Mon Feb 4, 2013 3:25pm EST

* High inventories, record production limit price gains
    * Warming later this week also keeps buyers cautious


    By Joe Silha
    NEW YORK, Feb 4 (Reuters) - U.S. natural gas futures ended
slightly higher on Monday, backed by some technical buying after
an early attempt to move lower stalled and as cold
Northeast/Midwest weather forecasts for the next few days should
underpin demand.
    "The market is searching for strong directional guidance.
This time of the year that guidance will only come from actual
temperatures and/or the short-term weather forecast," Energy
Management Institute's Dominick Chirichella said in a report.
    "At the moment neither support a very strong move in either
direction," Chirichella added.
    Front-month gas futures on the New York Mercantile
Exchange ended up 1.4 cents at $3.315 per million British
thermal units after trading between $3.259 and $3.354.    
    Despite recent attempts to rally off last week's low in the
$3.20 area, many traders remain skeptical of the upside, with
inventories relatively high, production at or near a record peak
and no sustained cold to put a serious dent in supplies.
    Commodity Weather Group on Monday said computer models were
in better agreement for a warm-dominated six-to-10-day outlook
from the Midwest to East, but added that another cold shot was
possible for the central United States after that period.
    Chart traders agreed the technicals still tilted slightly
bearish, noting the front contract broke some key support over
the last two weeks and has been unable to rally above near
resistance at the 40-day moving average in the $3.39-3.40 area.
    The nearby contract hit a 6-1/2-week high of $3.645 two
weeks ago but ended January nearly unchanged after sliding 7.4
percent in the previous two weeks as forecasts trended milder.
        
    PRODUCTION FAILS TO SLOW DESPITE RIG DECLINES
    Baker Hughes data on Friday showed the gas-directed
drilling rig count fell last week for the third time in four
weeks, dropping by six to 428. 
    While the gas rig count is hovering not far above the 
13-1/2-year low of 413 hit three months ago, production has
shown no significant sign of slowing.
    
    The U.S. Energy Information Administration estimates that
marketed gas output in 2013 will hit a record high for the third
straight year.
    
    STORAGE DRAW FALLS SHORT 
    EIA data last week showed that gas inventories for the week
ended Jan. 25 fell by 194 billion cubic feet to 2.802 trillion
cubic feet. 
    Most traders viewed the decline as slightly bearish, noting
it was the first time in five weeks that the weekly withdrawal
had fallen short of market expectations.
    The draw widened the deficit relative to last year by 45 bcf
to 202 bcf, or 7 percent below last year's record highs for that
time.
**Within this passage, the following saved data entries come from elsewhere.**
use serde::{de::DeserializeOwned, Serialize};
use std::hash::Hash;

/// Трейт для типов идентификаторов агрегатов
///
/// Идентификаторы ходят по сети строками (`courseId`, `parentContentId`),
/// поэтому каждый ID умеет превращаться в строку и обратно.
pub trait AggregateId:
    Clone + PartialEq + Eq + Hash + Serialize + DeserializeOwned + std::fmt::Debug
{
    /// Преобразовать ID в строку
    fn as_string(&self) -> String;

    /// Создать ID из строки
    fn from_string(s: &str) -> Result<Self, String>;
}
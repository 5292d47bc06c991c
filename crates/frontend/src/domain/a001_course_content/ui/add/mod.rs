//! Add Content form
//!
//! - state.rs: form state and transitions (no signals, unit-tested)
//! - model.rs: API functions
//! - view_model.rs: signals and submit command
//! - view.rs: Leptos component

mod model;
pub mod state;
mod view;
mod view_model;

pub use view::AddContent;
pub use view_model::AddContentViewModel;
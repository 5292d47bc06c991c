pub mod a001_course_content;
pub mod common;
use leptos::prelude::*;

/// Radio button rendered as a selectable card; the selected one gets
/// `form__radio-wrapper--selected`.
#[component]
fn Radio(
    /// Label text
    label: String,
    /// Radio value
    value: String,
    /// Current selected value
    checked_value: Signal<String>,
    on_change: Option<Callback<String>>,
    /// Name attribute (for grouping)
    name: String,
) -> impl IntoView {
    let radio_id = format!("{}-{}", name, value);
    let value_for_check = value.clone();
    let value_for_change = value.clone();

    let is_checked = move || checked_value.get() == value_for_check;
    let is_checked_class = is_checked.clone();
    let wrapper_class = move || {
        if is_checked_class() {
            "form__radio-wrapper form__radio-wrapper--selected"
        } else {
            "form__radio-wrapper"
        }
    };

    view! {
        <label class=wrapper_class for=radio_id.clone()>
            <input
                id=radio_id.clone()
                type="radio"
                class="form__radio"
                name=name
                value=value
                prop:checked=is_checked
                on:change=move |_| {
                    if let Some(handler) = on_change {
                        handler.run(value_for_change.clone());
                    }
                }
            />
            <span class="form__radio-label">{label}</span>
        </label>
    }
}

/// Radio group component
#[component]
pub fn RadioGroup(
    /// Current selected value
    #[prop(into)]
    value: Signal<String>,
    /// Change event handler
    #[prop(optional)]
    on_change: Option<Callback<String>>,
    /// Name attribute (for grouping)
    #[prop(into)]
    name: String,
    /// Options: (value, label) pairs, fixed for the lifetime of the group
    options: Vec<(String, String)>,
) -> impl IntoView {
    view! {
        <div class="form__radio-group" role="radiogroup">
            {options
                .into_iter()
                .map(|(val, lbl)| {
                    view! {
                        <Radio
                            label=lbl
                            value=val
                            checked_value=value
                            on_change=on_change
                            name=name.clone()
                        />
                    }
                })
                .collect_view()}
        </div>
    }
}
pub mod button;
pub mod input;
pub mod radio;

pub use button::Button;
pub use input::Input;
pub use radio::RadioGroup;
use super::model;
use super::state::{AddContentForm, FormContext, SubmitOutcome, UploadTarget};
use crate::shared::toast::ToastService;
use contracts::domain::a001_course_content::aggregate::ContentKind;
use leptos::prelude::*;

/// ViewModel for the Add Content form
#[derive(Clone, Copy)]
pub struct AddContentViewModel {
    pub form: RwSignal<AddContentForm>,
}

impl AddContentViewModel {
    pub fn new(context: FormContext) -> Self {
        Self {
            form: RwSignal::new(AddContentForm::new(context)),
        }
    }

    pub fn is_link_mode(&self) -> bool {
        self.form.with_untracked(|f| f.is_link_mode())
    }

    pub fn is_loading(&self) -> Memo<bool> {
        let form = self.form;
        Memo::new(move |_| form.with(|f| f.is_loading()))
    }

    pub fn kind(&self) -> Memo<ContentKind> {
        let form = self.form;
        Memo::new(move |_| form.with(|f| f.kind()))
    }

    pub fn select_kind(&self, raw: &str) {
        match raw.parse::<ContentKind>() {
            Ok(kind) => {
                self.form.update(|f| {
                    f.select_kind(kind);
                });
            }
            Err(e) => log::warn!("{}", e),
        }
    }

    pub fn open_upload(&self, target: UploadTarget) {
        self.form.update(|f| f.request_upload(target));
    }

    /// Submit the form; the result is reported through a toast and the callbacks
    pub fn submit_command(
        &self,
        toasts: ToastService,
        on_created: Option<Callback<()>>,
        on_link_changed: Option<Callback<()>>,
    ) {
        let Some(request) = self.form.try_update(|f| f.begin_submit()).flatten() else {
            return;
        };

        let form = self.form;
        let link_mode = self.is_link_mode();
        wasm_bindgen_futures::spawn_local(async move {
            let reply = model::submit(&request).await;

            // The answer is still reported when the form is gone
            let outcome = form
                .try_update(|f| f.finish_submit(reply.clone()))
                .unwrap_or_else(|| {
                    log::debug!("Add content form was disposed before the response arrived");
                    SubmitOutcome::from_reply(link_mode, reply)
                });

            toasts.show(outcome.toast());
            outcome.notify(
                || {
                    log::info!("Content created");
                    if let Some(cb) = on_created {
                        cb.try_run(());
                    }
                },
                || {
                    log::info!("Drive link changed");
                    if let Some(cb) = on_link_changed {
                        cb.try_run(());
                    }
                },
            );
        });
    }
}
It also trimmed 16 bcf from the overhang versus the
five-year average, but traders noted that storage was still
relatively high at 304 bcf, or 12 percent, above that benchmark.

    Withdrawal estimates for Thursday's inventory report range
from 126 bcf to 162 bcf. That would be well above the 94 bcf
pulled from storage during the same week in 2012, but likely
below the five-year average decline for that week of 165 bcf.   
    If drawdowns for the rest of winter match the five-year
average, inventories will end March at 2.032 tcf, about 18
percent above normal, but 18 percent below last year, when
stocks finished a mild heating season at a record-high 2.48 tcf.